## What the task asks:
With both ends included, repeat exactly the lines of the entries below from the one containing "handle is awaited." down to the one containing "its readiness wait.", and no others.

## Material for this task:
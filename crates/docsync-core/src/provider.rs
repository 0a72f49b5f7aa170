use async_trait::async_trait;

use crate::error::ProviderError;
use crate::workspace::DocId;

/// A unit of synchronization capability attached to a workspace.
///
/// Providers advertise what they can do through three independent
/// capability accessors. Returning `Some` means the capability is present
/// and enabled; any combination is allowed, including none at all.
///
/// # Examples
///
/// ```
/// use docsync_core::{ActiveProvider, Provider, ProviderError};
/// use async_trait::async_trait;
///
/// struct LocalStore;
///
/// #[async_trait]
/// impl ActiveProvider for LocalStore {
///     fn sync(&self) {}
///
///     async fn when_ready(&self) -> Result<(), ProviderError> {
///         Ok(())
///     }
/// }
///
/// impl Provider for LocalStore {
///     fn name(&self) -> &str {
///         "local-store"
///     }
///
///     fn active(&self) -> Option<&dyn ActiveProvider> {
///         Some(self)
///     }
/// }
///
/// let provider = LocalStore;
/// assert!(provider.active().is_some());
/// assert!(provider.passive().is_none());
/// ```
pub trait Provider: Send + Sync {
    /// Provider name used in logs and error messages
    fn name(&self) -> &str;

    /// Readiness-gating capability
    fn active(&self) -> Option<&dyn ActiveProvider> {
        None
    }

    /// Background connection tied to a mounted UI surface
    fn passive(&self) -> Option<&dyn PassiveProvider> {
        None
    }

    /// Connection parameterized by the workspace's root document
    fn lazy(&self) -> Option<&dyn LazyProvider> {
        None
    }
}

/// Provider that must deliver initial state before a workspace is ready.
#[async_trait]
pub trait ActiveProvider: Send + Sync {
    /// Starts synchronization. Must not block; progress is observed
    /// through [`ActiveProvider::when_ready`].
    fn sync(&self);

    /// Resolves once the initial synchronization has completed.
    async fn when_ready(&self) -> Result<(), ProviderError>;
}

/// Provider connected for as long as a UI surface displays the workspace.
#[async_trait]
pub trait PassiveProvider: Send + Sync {
    async fn connect(&self) -> Result<(), ProviderError>;

    async fn disconnect(&self) -> Result<(), ProviderError>;
}

/// Provider connected on demand for a specific document.
#[async_trait]
pub trait LazyProvider: Send + Sync {
    async fn connect(&self, doc: &DocId) -> Result<(), ProviderError>;

    async fn disconnect(&self, doc: &DocId) -> Result<(), ProviderError>;
}
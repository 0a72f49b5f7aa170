//! Common test utilities for integration tests.
//!
//! Reuses the crate's recording mock providers and wires up log output
//! (`RUST_LOG=docsync_lifecycle=debug cargo test` to see it).

#![allow(dead_code)] // Not every test binary uses every helper

#[path = "../../src/test_utils.rs"]
mod test_utils;

pub(crate) use test_utils::{CallLog, Gate, MockProvider, shared};

use docsync_core::{Doc, Workspace};
use docsync_lifecycle::WorkspaceLifecycle;
use std::sync::Arc;
use tracing_subscriber::EnvFilter;

/// Installs a test subscriber once per test binary.
pub(crate) fn init_tracing() {
    let _ = tracing_subscriber::fmt()
        .with_env_filter(EnvFilter::try_from_default_env().unwrap_or_else(|_| EnvFilter::new("warn")))
        .with_test_writer()
        .try_init();
}

/// Builds and registers a workspace whose root document is `{id}-doc`.
pub(crate) fn register(
    lifecycle: &WorkspaceLifecycle,
    id: &str,
    providers: Vec<Arc<dyn docsync_core::Provider>>,
) -> Arc<Workspace> {
    let workspace = Arc::new(Workspace::with_providers(
        id,
        Doc::new(format!("{id}-doc")),
        providers,
    ));
    lifecycle.register(id, Arc::clone(&workspace));
    workspace
}

pub(crate) fn sorted(mut calls: Vec<String>) -> Vec<String> {
    calls.sort();
    calls
}
use crate::activation::ActivationTable;
use crate::config::LifecycleConfig;
use crate::passive::{self, PassiveEffectGuard};
use crate::readiness::{self, ReadinessHandle};
use crate::registry::WorkspaceRegistry;
use docsync_core::{Result, Workspace, WorkspaceId};
use once_cell::sync::Lazy;
use std::sync::Arc;
use std::task::{Context, Poll};

static GLOBAL: Lazy<WorkspaceLifecycle> = Lazy::new(WorkspaceLifecycle::default);

/// Coordinates provider activation for every registered workspace.
///
/// Holds the workspace registry, the per-workspace activation state and the
/// lifecycle configuration. Most applications use the process-wide
/// instance returned by [`WorkspaceLifecycle::global`]; tests and embedders
/// that need isolation create their own.
///
/// # Examples
///
/// ```
/// use docsync_core::{Doc, Workspace};
/// use docsync_lifecycle::WorkspaceLifecycle;
/// use std::sync::Arc;
///
/// # #[tokio::main(flavor = "current_thread")]
/// # async fn main() -> docsync_core::Result<()> {
/// let lifecycle = WorkspaceLifecycle::default();
/// let workspace = Arc::new(Workspace::new("w1", Doc::new("root")));
/// lifecycle.register("w1", Arc::clone(&workspace));
///
/// let ready = lifecycle.get_readiness_handle("w1")?.await?;
/// assert!(lifecycle.is_active(&ready));
///
/// let guard = lifecycle.engage_passive(&ready).await?;
/// assert!(lifecycle.is_passive_engaged(&ready));
/// guard.release().await?;
/// # Ok(())
/// # }
/// ```
pub struct WorkspaceLifecycle {
    registry: WorkspaceRegistry,
    activations: ActivationTable,
    config: LifecycleConfig,
}

impl WorkspaceLifecycle {
    pub fn new(config: LifecycleConfig) -> Self {
        Self {
            registry: WorkspaceRegistry::new(),
            activations: ActivationTable::new(config.activation.prune_threshold),
            config,
        }
    }

    /// Returns the process-wide lifecycle coordinator.
    pub fn global() -> &'static Self {
        &GLOBAL
    }

    /// Registers `workspace` under `id`, replacing any previous mapping.
    ///
    /// The replaced instance keeps its own activation state; the new one
    /// starts inactive.
    pub fn register(&self, id: impl Into<WorkspaceId>, workspace: Arc<Workspace>) {
        self.registry.register(id, workspace);
    }

    /// Removes the mapping for `id`, returning the workspace if it was registered.
    pub fn unregister(&self, id: &str) -> Option<Arc<Workspace>> {
        self.registry.unregister(id)
    }

    pub fn contains(&self, id: &str) -> bool {
        self.registry.contains(id)
    }

    /// Get all registered workspace ids
    pub fn workspace_ids(&self) -> Vec<WorkspaceId> {
        self.registry.workspace_ids()
    }

    pub fn workspace_count(&self) -> usize {
        self.registry.len()
    }

    pub fn config(&self) -> &LifecycleConfig {
        &self.config
    }

    /// Syncs and awaits the active providers of `workspace`, once.
    ///
    /// See [`readiness::ensure_ready`] for ordering and retry semantics.
    pub async fn ensure_ready(&self, workspace: &Arc<Workspace>) -> Result<()> {
        let state = self.activations.state_for(workspace);
        readiness::ensure_ready(workspace, &state, &self.config.readiness).await
    }

    /// Returns the shared readiness handle for the workspace registered as `id`.
    ///
    /// # Errors
    ///
    /// Returns [`docsync_core::SyncError::NotFound`] immediately if `id` is
    /// not registered. Provider failures surface when the handle is awaited.
    pub fn get_readiness_handle(&self, id: &str) -> Result<ReadinessHandle> {
        let workspace = self.registry.resolve(id)?;
        Ok(self.readiness_handle_for(workspace))
    }

    /// Returns the shared readiness handle for an already resolved workspace.
    pub fn readiness_handle_for(&self, workspace: Arc<Workspace>) -> ReadinessHandle {
        let state = self.activations.state_for(&workspace);
        readiness::readiness_handle(workspace, &state, &self.config.readiness)
    }

    /// Suspense-style accessor for render loops.
    ///
    /// Returns `Ready` once the workspace registered as `id` is ready (or
    /// failed). While it is still pending, `cx`'s waker is woken when the
    /// readiness computation settles, so the caller can simply poll again
    /// on wake-up. Repeated polls share one driver: a single task on the
    /// current tokio runtime, or the polls themselves outside a runtime.
    pub fn poll_static_workspace(
        &self,
        id: &str,
        cx: &mut Context<'_>,
    ) -> Poll<Result<Arc<Workspace>>> {
        let workspace = match self.registry.resolve(id) {
            Ok(workspace) => workspace,
            Err(e) => return Poll::Ready(Err(e)),
        };
        let state = self.activations.state_for(&workspace);
        let handle = readiness::readiness_handle(workspace, &state, &self.config.readiness);
        readiness::poll_detached(handle, &state, cx)
    }

    /// Engages the passive effect for `workspace`.
    ///
    /// Hold the returned guard for as long as the UI surface is mounted
    /// and release it on unmount. See [`PassiveEffectGuard`].
    pub async fn engage_passive(&self, workspace: &Arc<Workspace>) -> Result<PassiveEffectGuard> {
        let state = self.activations.state_for(workspace);
        passive::engage(workspace, state).await
    }

    /// Returns true once `workspace` has completed its readiness wait.
    pub fn is_active(&self, workspace: &Arc<Workspace>) -> bool {
        self.activations
            .get(workspace)
            .is_some_and(|state| state.is_active())
    }

    /// Returns true while a passive engagement is live for `workspace`.
    pub fn is_passive_engaged(&self, workspace: &Arc<Workspace>) -> bool {
        self.activations
            .get(workspace)
            .is_some_and(|state| state.is_passive_engaged())
    }

    /// Reclaims activation state of dropped workspaces.
    pub fn prune(&self) -> usize {
        self.activations.prune()
    }
}

impl Default for WorkspaceLifecycle {
    fn default() -> Self {
        Self::new(LifecycleConfig::default())
    }
}
use dashmap::DashMap;
use docsync_core::{Result, SyncError, Workspace, WorkspaceId};
use std::sync::Arc;

/// Registry of live workspaces, keyed by workspace identifier.
///
/// Plain lookup table, reachable only through [`crate::WorkspaceLifecycle`].
/// A resolved workspace may not have finished its initial provider
/// synchronization yet; only the readiness paths resolve through it.
pub(crate) struct WorkspaceRegistry {
    workspaces: DashMap<WorkspaceId, Arc<Workspace>>,
}

impl WorkspaceRegistry {
    /// Create a new empty registry
    pub(crate) fn new() -> Self {
        Self {
            workspaces: DashMap::new(),
        }
    }

    /// Register a workspace under `id`
    ///
    /// An existing mapping for the same id is replaced (last write wins).
    pub(crate) fn register(&self, id: impl Into<WorkspaceId>, workspace: Arc<Workspace>) {
        let id = id.into();
        if let Some(previous) = self.workspaces.insert(id.clone(), workspace) {
            tracing::debug!(
                "replaced workspace {} (previous instance {:p})",
                id,
                Arc::as_ptr(&previous)
            );
        } else {
            tracing::debug!("registered workspace {}", id);
        }
    }

    /// Get the workspace registered under `id`
    ///
    /// # Errors
    ///
    /// Returns [`SyncError::NotFound`] if no workspace is registered with this id.
    pub(crate) fn resolve(&self, id: &str) -> Result<Arc<Workspace>> {
        self.workspaces
            .get(id)
            .map(|entry| Arc::clone(&entry))
            .ok_or_else(|| SyncError::NotFound(WorkspaceId::from(id)))
    }

    /// Remove the mapping for `id`, returning the workspace if it was registered
    pub(crate) fn unregister(&self, id: &str) -> Option<Arc<Workspace>> {
        let removed = self.workspaces.remove(id).map(|(_, workspace)| workspace);
        if removed.is_some() {
            tracing::debug!("unregistered workspace {}", id);
        }
        removed
    }

    pub(crate) fn contains(&self, id: &str) -> bool {
        self.workspaces.contains_key(id)
    }

    /// Get all registered workspace ids
    pub(crate) fn workspace_ids(&self) -> Vec<WorkspaceId> {
        self.workspaces.iter().map(|e| e.key().clone()).collect()
    }

    pub(crate) fn len(&self) -> usize {
        self.workspaces.len()
    }

    #[cfg(test)]
    pub(crate) fn is_empty(&self) -> bool {
        self.workspaces.is_empty()
    }
}

impl Default for WorkspaceRegistry {
    fn default() -> Self {
        Self::new()
    }
}
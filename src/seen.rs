// src/seen.rs
//! Process-lifetime memory of announcements already handled.
//!
//! Keys are SHA-256 digests of the exact announcement text, so memory per
//! entry is fixed regardless of how long a notice is. Nothing is persisted.

use sha2::{Digest, Sha256};
use std::collections::{HashSet, VecDeque};

type Key = [u8; 32];

fn key_of(text: &str) -> Key {
    Sha256::digest(text.as_bytes()).into()
}

#[derive(Debug, Clone, Default)]
pub struct SeenSet {
    keys: HashSet<Key>,
    // insertion order, oldest first; used for eviction
    order: VecDeque<Key>,
    cap: Option<usize>,
}

impl SeenSet {
    /// Unbounded: nothing is ever forgotten while the process lives.
    pub fn new() -> Self {
        Self::default()
    }

    /// Keep at most `cap` entries, forgetting the oldest first.
    /// An evicted announcement would be treated as new if it reappears.
    pub fn bounded(cap: usize) -> Self {
        let cap = cap.max(1);
        Self {
            keys: HashSet::with_capacity(cap.min(10_000)),
            order: VecDeque::with_capacity(cap.min(10_000)),
            cap: Some(cap),
        }
    }

    pub fn with_capacity(cap: Option<usize>) -> Self {
        match cap {
            Some(c) => Self::bounded(c),
            None => Self::new(),
        }
    }

    pub fn contains(&self, text: &str) -> bool {
        self.keys.contains(&key_of(text))
    }

    /// Mark as seen. Returns `true` if it was not seen before.
    pub fn insert(&mut self, text: &str) -> bool {
        let key = key_of(text);
        if !self.keys.insert(key) {
            return false;
        }
        self.order.push_back(key);
        if let Some(cap) = self.cap {
            while self.order.len() > cap {
                if let Some(old) = self.order.pop_front() {
                    self.keys.remove(&old);
                }
            }
        }
        true
    }

    pub fn len(&self) -> usize {
        self.order.len()
    }

    pub fn is_empty(&self) -> bool {
        self.order.is_empty()
    }
}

## Solved problem:
    /// not registered. Provider failures surface when the handle is awaited.
    pub fn get_readiness_handle(&self, id: &str) -> Result<ReadinessHandle> {
        let workspace = self.registry.resolve(id)?;
        Ok(self.readiness_handle_for(workspace))
    }

    /// Returns the shared readiness handle for an already resolved workspace.
    pub fn readiness_handle_for(&self, workspace: Arc<Workspace>) -> ReadinessHandle {
        let state = self.activations.state_for(&workspace);
        readiness::readiness_handle(workspace, &state, &self.config.readiness)
    }

    /// Suspense-style accessor for render loops.
    ///
    /// Returns `Ready` once the workspace registered as `id` is ready (or
    /// failed). While it is still pending, `cx`'s waker is woken when the
    /// readiness computation settles, so the caller can simply poll again
    /// on wake-up. Repeated polls share one driver: a single task on the
    /// current tokio runtime, or the polls themselves outside a runtime.
    pub fn poll_static_workspace(
        &self,
        id: &str,
        cx: &mut Context<'_>,
    ) -> Poll<Result<Arc<Workspace>>> {
        let workspace = match self.registry.resolve(id) {
            Ok(workspace) => workspace,
            Err(e) => return Poll::Ready(Err(e)),
        };
        let state = self.activations.state_for(&workspace);
        let handle = readiness::readiness_handle(workspace, &state, &self.config.readiness);
        readiness::poll_detached(handle, &state, cx)
    }

    /// Engages the passive effect for `workspace`.
    ///
    /// Hold the returned guard for as long as the UI surface is mounted
    /// and release it on unmount. See [`PassiveEffectGuard`].
    pub async fn engage_passive(&self, workspace: &Arc<Workspace>) -> Result<PassiveEffectGuard> {
        let state = self.activations.state_for(workspace);
        passive::engage(workspace, state).await
    }

    /// Returns true once `workspace` has completed its readiness wait.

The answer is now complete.